Within the entries below, find each line containing the word "BTreeSet" and copy it.

*** Opening Exercise materials ***

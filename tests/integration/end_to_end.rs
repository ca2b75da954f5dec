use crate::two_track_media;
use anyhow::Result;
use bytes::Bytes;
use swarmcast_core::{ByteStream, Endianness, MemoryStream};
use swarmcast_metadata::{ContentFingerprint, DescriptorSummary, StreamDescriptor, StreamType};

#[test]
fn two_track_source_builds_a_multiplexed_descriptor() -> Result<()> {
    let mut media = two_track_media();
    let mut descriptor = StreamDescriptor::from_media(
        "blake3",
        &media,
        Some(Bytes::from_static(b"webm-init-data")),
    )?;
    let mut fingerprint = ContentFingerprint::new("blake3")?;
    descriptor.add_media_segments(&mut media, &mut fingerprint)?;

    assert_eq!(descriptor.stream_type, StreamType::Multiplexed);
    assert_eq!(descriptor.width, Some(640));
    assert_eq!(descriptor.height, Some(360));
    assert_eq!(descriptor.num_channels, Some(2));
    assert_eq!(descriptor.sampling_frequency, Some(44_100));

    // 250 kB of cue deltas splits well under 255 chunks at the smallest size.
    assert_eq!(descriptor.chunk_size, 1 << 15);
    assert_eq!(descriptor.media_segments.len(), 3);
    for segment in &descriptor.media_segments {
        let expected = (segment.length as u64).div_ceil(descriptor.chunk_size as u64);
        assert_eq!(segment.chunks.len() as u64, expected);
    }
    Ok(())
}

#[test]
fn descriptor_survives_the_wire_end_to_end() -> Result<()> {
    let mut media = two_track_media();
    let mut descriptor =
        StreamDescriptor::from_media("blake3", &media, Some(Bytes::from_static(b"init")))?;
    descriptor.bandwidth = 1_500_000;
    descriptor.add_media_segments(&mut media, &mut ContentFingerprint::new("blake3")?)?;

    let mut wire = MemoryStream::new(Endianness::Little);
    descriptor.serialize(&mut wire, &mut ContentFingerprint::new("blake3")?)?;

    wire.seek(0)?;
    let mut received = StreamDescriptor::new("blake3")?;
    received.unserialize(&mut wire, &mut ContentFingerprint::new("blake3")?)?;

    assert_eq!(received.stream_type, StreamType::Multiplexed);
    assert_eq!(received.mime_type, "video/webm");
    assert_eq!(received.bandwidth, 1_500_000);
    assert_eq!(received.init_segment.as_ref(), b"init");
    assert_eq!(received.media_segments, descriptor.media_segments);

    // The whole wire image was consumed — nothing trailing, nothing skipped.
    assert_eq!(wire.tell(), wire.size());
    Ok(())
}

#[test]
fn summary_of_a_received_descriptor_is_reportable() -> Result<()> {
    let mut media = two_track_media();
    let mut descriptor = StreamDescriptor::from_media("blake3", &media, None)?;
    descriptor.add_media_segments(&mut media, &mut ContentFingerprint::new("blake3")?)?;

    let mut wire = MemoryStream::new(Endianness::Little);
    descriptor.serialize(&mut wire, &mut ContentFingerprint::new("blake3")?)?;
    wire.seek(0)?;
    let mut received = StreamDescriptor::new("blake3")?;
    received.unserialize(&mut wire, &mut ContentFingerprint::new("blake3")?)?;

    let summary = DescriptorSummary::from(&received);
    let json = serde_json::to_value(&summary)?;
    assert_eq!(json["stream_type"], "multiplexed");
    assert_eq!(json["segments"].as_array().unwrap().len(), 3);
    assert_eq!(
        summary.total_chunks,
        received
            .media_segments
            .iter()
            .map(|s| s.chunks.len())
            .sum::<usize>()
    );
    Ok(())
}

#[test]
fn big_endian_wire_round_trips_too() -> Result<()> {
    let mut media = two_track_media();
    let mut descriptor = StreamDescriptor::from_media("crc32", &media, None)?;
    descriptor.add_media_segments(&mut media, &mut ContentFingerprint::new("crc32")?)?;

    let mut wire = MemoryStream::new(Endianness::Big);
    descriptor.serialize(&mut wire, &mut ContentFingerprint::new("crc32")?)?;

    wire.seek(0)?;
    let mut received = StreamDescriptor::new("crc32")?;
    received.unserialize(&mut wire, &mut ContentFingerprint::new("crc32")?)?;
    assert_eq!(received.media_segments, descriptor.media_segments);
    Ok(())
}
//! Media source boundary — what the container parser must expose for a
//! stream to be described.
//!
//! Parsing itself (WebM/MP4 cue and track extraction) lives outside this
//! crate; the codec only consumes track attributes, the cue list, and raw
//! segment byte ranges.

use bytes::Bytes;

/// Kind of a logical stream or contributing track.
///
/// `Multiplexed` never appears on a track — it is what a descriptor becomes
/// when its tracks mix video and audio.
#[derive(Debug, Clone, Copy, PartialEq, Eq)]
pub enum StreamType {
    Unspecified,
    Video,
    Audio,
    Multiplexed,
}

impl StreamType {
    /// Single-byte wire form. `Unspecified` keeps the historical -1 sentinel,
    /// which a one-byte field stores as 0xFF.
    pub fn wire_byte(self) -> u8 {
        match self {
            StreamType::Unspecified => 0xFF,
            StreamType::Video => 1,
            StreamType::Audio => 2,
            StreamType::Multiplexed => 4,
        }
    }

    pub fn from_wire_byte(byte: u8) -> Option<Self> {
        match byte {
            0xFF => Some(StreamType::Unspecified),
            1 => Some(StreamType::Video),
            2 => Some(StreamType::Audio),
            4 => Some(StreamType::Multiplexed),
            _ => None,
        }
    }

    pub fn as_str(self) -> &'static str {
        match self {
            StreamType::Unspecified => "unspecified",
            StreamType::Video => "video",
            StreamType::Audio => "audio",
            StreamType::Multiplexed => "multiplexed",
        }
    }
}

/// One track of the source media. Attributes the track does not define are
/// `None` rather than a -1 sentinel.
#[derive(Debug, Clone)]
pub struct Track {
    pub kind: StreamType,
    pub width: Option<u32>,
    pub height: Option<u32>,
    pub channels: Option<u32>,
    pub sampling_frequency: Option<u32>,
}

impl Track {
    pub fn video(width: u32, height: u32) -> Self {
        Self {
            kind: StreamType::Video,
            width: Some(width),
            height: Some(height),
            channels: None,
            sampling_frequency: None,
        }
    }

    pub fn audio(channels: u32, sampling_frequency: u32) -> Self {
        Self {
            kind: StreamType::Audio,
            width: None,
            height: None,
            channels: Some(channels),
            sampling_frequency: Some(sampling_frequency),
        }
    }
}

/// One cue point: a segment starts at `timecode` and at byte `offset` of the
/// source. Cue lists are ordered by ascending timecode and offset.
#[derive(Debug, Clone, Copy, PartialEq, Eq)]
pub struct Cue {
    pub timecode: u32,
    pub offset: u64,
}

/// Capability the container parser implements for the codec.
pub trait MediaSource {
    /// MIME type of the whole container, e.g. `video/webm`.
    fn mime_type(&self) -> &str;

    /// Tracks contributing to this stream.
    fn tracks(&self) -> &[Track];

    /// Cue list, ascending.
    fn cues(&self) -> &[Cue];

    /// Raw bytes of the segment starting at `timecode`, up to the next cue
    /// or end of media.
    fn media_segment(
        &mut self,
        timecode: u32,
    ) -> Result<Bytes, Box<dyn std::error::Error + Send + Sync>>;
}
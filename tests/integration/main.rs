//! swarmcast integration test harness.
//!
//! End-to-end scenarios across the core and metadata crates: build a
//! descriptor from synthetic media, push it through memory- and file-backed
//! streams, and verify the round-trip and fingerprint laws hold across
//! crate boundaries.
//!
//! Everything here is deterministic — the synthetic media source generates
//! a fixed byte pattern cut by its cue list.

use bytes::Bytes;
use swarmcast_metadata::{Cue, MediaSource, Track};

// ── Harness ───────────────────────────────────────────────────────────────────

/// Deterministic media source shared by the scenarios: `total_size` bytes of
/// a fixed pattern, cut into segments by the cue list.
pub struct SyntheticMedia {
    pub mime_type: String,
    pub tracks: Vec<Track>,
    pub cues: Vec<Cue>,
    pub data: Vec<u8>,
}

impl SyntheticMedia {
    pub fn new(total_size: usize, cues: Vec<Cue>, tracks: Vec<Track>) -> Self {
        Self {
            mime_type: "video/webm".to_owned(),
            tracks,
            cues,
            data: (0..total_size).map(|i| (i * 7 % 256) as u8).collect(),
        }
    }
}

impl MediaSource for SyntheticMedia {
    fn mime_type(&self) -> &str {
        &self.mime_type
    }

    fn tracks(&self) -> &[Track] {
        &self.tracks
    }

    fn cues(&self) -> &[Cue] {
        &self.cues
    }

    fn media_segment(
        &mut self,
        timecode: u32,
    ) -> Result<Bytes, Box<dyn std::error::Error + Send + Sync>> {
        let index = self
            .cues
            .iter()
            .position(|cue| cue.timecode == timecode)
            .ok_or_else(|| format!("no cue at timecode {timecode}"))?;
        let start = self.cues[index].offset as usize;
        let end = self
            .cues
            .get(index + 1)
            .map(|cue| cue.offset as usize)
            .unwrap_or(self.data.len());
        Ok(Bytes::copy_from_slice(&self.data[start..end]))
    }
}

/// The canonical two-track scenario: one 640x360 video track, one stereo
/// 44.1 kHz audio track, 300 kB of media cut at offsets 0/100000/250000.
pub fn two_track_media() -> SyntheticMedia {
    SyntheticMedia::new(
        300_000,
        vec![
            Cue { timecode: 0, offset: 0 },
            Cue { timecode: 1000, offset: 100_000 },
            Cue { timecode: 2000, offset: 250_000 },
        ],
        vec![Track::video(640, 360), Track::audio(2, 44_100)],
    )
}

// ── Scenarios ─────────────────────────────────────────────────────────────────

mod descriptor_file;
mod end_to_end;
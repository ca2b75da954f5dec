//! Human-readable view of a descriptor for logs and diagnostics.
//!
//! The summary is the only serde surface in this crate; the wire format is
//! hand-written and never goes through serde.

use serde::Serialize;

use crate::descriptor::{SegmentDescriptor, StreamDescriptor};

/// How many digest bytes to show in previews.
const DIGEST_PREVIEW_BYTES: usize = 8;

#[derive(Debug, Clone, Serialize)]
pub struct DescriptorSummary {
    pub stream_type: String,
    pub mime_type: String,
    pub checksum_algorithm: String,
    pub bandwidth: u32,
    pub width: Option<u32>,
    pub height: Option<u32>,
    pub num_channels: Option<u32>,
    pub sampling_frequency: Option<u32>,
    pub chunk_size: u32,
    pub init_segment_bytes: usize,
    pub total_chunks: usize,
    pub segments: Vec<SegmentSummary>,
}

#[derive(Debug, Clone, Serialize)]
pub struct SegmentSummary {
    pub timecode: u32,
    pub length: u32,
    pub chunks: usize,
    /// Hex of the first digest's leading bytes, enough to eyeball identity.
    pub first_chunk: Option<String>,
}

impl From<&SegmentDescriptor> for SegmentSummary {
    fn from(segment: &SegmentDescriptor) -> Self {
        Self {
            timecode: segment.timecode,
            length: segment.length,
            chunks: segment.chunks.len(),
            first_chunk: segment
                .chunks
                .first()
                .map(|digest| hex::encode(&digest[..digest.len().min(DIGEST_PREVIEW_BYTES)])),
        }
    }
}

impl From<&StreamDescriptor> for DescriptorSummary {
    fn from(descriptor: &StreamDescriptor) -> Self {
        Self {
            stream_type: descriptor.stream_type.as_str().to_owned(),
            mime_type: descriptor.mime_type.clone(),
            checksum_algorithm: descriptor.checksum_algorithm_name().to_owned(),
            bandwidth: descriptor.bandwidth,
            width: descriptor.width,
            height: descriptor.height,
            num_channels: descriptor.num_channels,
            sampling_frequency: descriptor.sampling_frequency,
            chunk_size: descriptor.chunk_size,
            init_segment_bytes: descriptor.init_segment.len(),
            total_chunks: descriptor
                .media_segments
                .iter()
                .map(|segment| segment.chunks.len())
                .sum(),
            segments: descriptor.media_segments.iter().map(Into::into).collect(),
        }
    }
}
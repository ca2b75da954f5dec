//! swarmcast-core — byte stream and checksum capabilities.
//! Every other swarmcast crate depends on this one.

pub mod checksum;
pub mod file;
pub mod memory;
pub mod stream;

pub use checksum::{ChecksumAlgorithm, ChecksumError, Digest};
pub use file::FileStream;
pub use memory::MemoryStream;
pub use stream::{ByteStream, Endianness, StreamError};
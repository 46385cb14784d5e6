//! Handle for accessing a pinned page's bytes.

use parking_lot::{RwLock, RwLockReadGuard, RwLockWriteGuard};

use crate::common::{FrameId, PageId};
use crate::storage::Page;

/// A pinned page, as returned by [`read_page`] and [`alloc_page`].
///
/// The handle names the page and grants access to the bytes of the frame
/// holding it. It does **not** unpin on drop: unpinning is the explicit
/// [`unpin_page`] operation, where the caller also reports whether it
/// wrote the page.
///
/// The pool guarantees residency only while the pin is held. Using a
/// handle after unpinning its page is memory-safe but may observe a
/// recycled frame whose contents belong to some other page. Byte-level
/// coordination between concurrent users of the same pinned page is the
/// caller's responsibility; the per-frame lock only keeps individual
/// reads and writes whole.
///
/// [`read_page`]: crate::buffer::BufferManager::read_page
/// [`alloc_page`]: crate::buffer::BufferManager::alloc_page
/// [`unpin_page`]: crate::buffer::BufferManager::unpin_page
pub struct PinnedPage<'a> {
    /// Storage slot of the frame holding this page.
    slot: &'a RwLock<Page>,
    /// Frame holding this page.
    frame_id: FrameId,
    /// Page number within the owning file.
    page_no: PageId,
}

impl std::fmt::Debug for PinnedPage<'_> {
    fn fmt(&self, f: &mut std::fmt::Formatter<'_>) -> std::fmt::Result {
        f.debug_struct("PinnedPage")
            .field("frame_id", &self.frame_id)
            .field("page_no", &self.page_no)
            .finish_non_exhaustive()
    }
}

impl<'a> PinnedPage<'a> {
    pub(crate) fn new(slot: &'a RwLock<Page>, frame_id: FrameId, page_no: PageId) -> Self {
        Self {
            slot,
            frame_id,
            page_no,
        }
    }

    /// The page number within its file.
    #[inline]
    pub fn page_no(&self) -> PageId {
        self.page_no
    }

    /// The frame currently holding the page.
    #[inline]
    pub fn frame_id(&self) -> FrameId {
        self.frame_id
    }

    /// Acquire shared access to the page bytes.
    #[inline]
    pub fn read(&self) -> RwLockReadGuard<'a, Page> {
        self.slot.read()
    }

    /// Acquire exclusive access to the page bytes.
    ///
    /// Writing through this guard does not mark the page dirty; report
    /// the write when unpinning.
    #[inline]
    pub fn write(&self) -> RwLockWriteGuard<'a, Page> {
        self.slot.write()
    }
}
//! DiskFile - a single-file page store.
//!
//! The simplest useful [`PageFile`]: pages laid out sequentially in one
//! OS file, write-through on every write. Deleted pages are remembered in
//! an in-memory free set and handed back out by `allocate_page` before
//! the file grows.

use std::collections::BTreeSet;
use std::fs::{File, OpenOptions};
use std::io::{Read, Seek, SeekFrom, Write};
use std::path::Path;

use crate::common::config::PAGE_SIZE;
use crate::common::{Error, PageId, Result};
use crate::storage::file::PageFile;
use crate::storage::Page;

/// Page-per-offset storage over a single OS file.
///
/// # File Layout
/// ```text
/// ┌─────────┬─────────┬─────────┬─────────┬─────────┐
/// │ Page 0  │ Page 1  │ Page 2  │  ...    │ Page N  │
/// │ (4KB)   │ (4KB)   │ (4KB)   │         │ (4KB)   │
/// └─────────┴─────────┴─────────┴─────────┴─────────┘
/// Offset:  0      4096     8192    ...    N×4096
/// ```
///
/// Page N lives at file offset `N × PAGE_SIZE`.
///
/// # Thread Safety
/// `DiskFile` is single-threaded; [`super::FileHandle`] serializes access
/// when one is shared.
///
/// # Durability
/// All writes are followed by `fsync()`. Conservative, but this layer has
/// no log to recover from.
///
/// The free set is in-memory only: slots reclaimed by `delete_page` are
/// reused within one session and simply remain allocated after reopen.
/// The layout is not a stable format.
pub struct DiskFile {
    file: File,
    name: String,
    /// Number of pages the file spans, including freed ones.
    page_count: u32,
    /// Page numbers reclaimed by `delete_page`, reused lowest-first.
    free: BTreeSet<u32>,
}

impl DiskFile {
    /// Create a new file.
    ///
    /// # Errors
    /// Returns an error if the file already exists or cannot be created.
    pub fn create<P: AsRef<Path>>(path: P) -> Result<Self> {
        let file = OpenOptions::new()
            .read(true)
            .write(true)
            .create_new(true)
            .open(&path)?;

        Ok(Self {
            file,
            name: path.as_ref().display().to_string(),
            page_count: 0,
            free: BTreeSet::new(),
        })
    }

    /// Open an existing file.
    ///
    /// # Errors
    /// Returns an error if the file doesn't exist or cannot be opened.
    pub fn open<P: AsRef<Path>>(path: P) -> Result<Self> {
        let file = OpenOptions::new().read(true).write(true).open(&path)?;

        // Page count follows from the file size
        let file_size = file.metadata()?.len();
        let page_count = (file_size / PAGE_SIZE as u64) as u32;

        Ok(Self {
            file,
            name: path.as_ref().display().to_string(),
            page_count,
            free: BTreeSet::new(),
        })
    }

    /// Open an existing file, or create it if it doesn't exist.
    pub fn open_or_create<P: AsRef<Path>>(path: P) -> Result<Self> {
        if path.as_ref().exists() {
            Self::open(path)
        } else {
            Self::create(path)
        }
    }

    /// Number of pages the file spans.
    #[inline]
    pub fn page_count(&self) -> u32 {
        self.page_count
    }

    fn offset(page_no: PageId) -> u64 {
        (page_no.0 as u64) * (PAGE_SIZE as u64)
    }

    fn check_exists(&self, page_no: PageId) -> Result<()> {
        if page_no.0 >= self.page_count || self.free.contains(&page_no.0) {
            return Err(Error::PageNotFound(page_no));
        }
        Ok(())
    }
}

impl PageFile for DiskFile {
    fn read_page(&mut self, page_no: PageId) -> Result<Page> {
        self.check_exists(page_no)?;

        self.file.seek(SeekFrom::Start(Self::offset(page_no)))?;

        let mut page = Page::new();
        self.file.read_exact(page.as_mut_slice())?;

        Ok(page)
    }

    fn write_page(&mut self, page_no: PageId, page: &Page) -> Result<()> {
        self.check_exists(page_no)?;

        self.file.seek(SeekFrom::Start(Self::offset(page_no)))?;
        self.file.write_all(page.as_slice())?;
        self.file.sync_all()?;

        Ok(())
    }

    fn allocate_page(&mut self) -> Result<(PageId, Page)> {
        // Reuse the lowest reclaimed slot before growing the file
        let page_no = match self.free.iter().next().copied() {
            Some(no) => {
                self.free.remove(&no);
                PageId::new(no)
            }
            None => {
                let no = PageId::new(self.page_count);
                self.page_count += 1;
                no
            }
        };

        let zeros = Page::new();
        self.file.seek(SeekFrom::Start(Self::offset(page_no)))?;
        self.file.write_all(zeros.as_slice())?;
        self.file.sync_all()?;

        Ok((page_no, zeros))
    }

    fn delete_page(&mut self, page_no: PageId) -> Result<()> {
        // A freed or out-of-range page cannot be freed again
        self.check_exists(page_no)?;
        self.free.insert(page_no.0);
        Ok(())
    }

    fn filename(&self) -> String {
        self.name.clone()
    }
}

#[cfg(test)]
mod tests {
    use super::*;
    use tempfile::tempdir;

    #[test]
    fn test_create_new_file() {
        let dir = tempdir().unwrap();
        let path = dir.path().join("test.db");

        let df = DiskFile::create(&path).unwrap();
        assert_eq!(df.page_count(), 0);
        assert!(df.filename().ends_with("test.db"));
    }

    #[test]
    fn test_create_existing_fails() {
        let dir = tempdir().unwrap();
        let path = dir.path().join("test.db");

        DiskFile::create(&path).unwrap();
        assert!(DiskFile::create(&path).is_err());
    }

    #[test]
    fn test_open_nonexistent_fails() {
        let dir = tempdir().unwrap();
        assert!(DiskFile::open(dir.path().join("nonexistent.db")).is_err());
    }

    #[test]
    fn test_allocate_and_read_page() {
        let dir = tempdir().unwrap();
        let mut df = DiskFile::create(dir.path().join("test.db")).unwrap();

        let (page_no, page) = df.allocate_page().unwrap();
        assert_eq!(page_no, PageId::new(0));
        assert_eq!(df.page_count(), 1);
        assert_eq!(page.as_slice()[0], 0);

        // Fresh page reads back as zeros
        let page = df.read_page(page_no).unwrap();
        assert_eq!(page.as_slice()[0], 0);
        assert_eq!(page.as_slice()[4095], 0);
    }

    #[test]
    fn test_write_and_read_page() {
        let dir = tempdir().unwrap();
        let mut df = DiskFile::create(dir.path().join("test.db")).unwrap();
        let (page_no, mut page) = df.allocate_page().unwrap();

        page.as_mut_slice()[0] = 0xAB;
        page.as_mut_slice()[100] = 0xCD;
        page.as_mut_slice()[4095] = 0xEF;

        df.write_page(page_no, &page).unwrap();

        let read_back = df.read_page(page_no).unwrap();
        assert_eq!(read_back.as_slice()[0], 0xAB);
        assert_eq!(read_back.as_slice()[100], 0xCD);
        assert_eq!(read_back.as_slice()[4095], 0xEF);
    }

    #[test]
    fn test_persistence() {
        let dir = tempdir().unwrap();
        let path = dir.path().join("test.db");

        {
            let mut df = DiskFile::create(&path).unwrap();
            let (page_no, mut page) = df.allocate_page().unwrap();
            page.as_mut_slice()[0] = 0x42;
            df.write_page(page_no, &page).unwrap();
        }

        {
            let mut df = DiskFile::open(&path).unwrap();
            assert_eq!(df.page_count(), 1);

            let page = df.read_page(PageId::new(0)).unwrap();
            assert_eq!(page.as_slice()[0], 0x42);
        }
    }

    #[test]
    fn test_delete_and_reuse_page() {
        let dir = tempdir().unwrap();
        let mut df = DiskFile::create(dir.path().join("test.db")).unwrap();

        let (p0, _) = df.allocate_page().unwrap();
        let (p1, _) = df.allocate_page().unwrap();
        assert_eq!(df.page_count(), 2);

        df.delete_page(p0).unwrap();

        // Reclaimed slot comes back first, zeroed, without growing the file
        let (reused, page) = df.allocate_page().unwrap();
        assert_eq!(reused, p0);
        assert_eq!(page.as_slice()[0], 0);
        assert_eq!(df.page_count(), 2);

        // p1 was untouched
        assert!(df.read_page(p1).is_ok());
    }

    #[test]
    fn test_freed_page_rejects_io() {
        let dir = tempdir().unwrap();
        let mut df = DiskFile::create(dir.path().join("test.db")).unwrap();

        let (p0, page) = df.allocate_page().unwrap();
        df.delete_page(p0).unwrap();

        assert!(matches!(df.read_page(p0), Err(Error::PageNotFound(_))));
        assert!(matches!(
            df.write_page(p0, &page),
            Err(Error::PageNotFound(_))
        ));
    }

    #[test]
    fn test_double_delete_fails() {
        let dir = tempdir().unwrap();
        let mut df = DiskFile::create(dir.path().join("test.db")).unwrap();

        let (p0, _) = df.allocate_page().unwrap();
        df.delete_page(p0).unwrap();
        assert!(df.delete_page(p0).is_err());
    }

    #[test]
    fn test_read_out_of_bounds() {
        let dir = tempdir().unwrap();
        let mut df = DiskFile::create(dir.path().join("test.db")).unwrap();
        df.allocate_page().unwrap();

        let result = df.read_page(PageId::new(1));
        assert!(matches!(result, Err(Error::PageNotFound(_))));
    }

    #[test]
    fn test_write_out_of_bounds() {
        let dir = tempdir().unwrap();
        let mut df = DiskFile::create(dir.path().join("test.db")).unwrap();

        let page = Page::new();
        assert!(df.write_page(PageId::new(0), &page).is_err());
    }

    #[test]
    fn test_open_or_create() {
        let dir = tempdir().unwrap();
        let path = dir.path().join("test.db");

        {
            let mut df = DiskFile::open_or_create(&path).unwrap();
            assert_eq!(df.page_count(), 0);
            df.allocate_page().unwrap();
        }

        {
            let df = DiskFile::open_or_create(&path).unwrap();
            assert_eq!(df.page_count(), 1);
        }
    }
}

*** Closing Exercise materials ***

Response to the task:
use std::collections::BTreeSet;
    free: BTreeSet<u32>,
            free: BTreeSet::new(),
            free: BTreeSet::new(),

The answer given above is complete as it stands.